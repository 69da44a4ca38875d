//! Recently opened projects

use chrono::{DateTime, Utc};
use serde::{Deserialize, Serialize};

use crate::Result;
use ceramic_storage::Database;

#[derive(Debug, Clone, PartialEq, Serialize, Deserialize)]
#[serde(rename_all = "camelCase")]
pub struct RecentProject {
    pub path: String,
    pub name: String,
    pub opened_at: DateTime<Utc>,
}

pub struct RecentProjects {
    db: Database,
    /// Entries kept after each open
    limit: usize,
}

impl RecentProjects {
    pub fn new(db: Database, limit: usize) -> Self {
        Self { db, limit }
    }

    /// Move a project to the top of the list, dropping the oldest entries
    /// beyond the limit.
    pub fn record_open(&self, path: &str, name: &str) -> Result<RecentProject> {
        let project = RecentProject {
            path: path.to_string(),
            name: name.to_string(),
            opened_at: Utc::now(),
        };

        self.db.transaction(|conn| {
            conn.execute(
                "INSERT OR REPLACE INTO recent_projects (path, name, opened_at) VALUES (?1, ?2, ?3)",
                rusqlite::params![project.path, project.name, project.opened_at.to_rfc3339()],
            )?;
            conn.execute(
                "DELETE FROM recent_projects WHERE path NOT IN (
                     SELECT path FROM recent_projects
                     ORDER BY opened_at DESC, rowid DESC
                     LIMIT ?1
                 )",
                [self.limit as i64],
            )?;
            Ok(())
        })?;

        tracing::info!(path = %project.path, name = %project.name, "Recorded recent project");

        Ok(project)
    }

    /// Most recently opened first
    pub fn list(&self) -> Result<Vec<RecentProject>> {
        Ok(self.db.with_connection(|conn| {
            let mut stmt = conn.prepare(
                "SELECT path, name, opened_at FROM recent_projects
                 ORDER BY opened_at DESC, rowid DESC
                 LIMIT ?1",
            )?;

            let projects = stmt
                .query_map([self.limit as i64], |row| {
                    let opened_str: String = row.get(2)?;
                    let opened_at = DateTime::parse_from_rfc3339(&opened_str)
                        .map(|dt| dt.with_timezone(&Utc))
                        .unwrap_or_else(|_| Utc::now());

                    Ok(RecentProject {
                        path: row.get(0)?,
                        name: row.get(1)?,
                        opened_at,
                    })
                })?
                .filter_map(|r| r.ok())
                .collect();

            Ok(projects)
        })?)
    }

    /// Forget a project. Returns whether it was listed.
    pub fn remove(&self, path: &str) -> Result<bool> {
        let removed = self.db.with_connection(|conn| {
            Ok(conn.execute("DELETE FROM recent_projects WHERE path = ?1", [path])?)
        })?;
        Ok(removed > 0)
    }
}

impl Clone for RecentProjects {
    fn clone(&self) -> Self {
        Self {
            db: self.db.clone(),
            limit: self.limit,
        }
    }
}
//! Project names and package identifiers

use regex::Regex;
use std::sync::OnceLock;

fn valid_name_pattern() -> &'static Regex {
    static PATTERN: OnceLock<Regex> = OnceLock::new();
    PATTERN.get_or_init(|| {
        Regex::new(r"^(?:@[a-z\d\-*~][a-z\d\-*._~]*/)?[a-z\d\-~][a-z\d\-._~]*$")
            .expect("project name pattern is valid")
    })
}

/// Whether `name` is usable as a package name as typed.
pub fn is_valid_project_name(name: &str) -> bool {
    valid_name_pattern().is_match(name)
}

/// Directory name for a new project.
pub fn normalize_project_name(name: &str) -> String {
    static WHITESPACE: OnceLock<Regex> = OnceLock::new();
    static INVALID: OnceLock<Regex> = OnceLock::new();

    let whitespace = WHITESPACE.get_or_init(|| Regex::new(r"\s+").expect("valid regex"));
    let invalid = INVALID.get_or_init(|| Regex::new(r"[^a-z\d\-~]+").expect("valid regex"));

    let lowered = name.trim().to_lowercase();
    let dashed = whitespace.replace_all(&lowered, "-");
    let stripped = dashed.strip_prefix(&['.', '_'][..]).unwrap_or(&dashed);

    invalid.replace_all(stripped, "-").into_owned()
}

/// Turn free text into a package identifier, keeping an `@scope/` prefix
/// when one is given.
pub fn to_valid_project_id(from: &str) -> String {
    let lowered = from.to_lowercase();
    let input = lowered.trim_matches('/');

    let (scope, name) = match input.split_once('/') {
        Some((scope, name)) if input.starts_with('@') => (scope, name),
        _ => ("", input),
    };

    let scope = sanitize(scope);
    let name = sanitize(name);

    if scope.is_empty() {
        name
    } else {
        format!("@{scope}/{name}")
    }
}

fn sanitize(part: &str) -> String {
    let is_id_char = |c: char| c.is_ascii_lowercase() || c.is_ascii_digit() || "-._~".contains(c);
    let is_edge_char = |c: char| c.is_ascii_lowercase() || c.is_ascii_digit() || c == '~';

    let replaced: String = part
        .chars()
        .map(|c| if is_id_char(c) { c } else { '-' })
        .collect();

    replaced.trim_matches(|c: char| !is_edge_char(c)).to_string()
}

==*==

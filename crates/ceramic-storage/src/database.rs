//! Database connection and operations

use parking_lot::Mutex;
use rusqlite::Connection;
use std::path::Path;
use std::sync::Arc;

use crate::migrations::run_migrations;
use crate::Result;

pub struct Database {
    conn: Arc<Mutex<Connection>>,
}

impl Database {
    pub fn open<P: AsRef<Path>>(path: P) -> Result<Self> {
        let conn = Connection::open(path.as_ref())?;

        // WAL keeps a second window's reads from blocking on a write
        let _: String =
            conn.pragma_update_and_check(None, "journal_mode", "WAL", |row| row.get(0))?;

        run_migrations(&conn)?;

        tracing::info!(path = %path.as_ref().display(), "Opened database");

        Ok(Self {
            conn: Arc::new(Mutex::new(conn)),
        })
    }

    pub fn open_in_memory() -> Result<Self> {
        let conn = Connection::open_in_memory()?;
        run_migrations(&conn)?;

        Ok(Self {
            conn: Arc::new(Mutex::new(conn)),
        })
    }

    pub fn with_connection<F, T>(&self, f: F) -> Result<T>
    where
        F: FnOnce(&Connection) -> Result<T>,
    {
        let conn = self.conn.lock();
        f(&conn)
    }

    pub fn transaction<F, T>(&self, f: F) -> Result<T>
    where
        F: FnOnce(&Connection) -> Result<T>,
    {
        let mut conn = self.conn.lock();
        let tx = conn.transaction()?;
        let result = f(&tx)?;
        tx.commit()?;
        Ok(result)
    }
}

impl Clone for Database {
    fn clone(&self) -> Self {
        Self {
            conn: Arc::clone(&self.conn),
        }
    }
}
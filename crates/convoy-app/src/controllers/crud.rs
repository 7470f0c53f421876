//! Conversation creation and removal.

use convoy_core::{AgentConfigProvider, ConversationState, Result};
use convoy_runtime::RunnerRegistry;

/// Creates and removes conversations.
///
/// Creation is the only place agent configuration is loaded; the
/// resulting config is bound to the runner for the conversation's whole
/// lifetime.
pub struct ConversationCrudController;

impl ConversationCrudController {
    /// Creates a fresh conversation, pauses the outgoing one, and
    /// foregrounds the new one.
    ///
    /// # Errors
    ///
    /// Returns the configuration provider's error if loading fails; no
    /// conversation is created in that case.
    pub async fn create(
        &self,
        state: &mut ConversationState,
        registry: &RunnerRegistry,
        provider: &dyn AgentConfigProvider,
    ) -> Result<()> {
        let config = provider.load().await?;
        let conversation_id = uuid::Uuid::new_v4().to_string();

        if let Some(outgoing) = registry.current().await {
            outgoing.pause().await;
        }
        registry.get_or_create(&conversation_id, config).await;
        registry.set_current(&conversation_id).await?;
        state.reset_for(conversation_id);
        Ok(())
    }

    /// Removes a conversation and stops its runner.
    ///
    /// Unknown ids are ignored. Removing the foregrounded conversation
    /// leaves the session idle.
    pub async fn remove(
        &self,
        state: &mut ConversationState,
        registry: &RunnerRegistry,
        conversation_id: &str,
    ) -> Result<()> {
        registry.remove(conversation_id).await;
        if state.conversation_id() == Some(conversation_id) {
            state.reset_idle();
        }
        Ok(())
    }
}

==*==

* [What this task involves]
Keeping every character as it is, restate the lines above that run from the line with "SELECT path FROM" through the line with "impl Clone for RecentProjects", both included, and nothing else.

* [Problem solution]
                     SELECT path FROM recent_projects
                     ORDER BY opened_at DESC, rowid DESC
                     LIMIT ?1
                 )",
                [self.limit as i64],
            )?;
            Ok(())
        })?;

        tracing::info!(path = %project.path, name = %project.name, "Recorded recent project");

        Ok(project)
    }

    /// Most recently opened first
    pub fn list(&self) -> Result<Vec<RecentProject>> {
        Ok(self.db.with_connection(|conn| {
            let mut stmt = conn.prepare(
                "SELECT path, name, opened_at FROM recent_projects
                 ORDER BY opened_at DESC, rowid DESC
                 LIMIT ?1",
            )?;

            let projects = stmt
                .query_map([self.limit as i64], |row| {
                    let opened_str: String = row.get(2)?;
                    let opened_at = DateTime::parse_from_rfc3339(&opened_str)
                        .map(|dt| dt.with_timezone(&Utc))
                        .unwrap_or_else(|_| Utc::now());

                    Ok(RecentProject {
                        path: row.get(0)?,
                        name: row.get(1)?,
                        opened_at,
                    })
                })?
                .filter_map(|r| r.ok())
                .collect();

            Ok(projects)
        })?)
    }

    /// Forget a project. Returns whether it was listed.
    pub fn remove(&self, path: &str) -> Result<bool> {
        let removed = self.db.with_connection(|conn| {
            Ok(conn.execute("DELETE FROM recent_projects WHERE path = ?1", [path])?)
        })?;
        Ok(removed > 0)
    }
}

impl Clone for RecentProjects {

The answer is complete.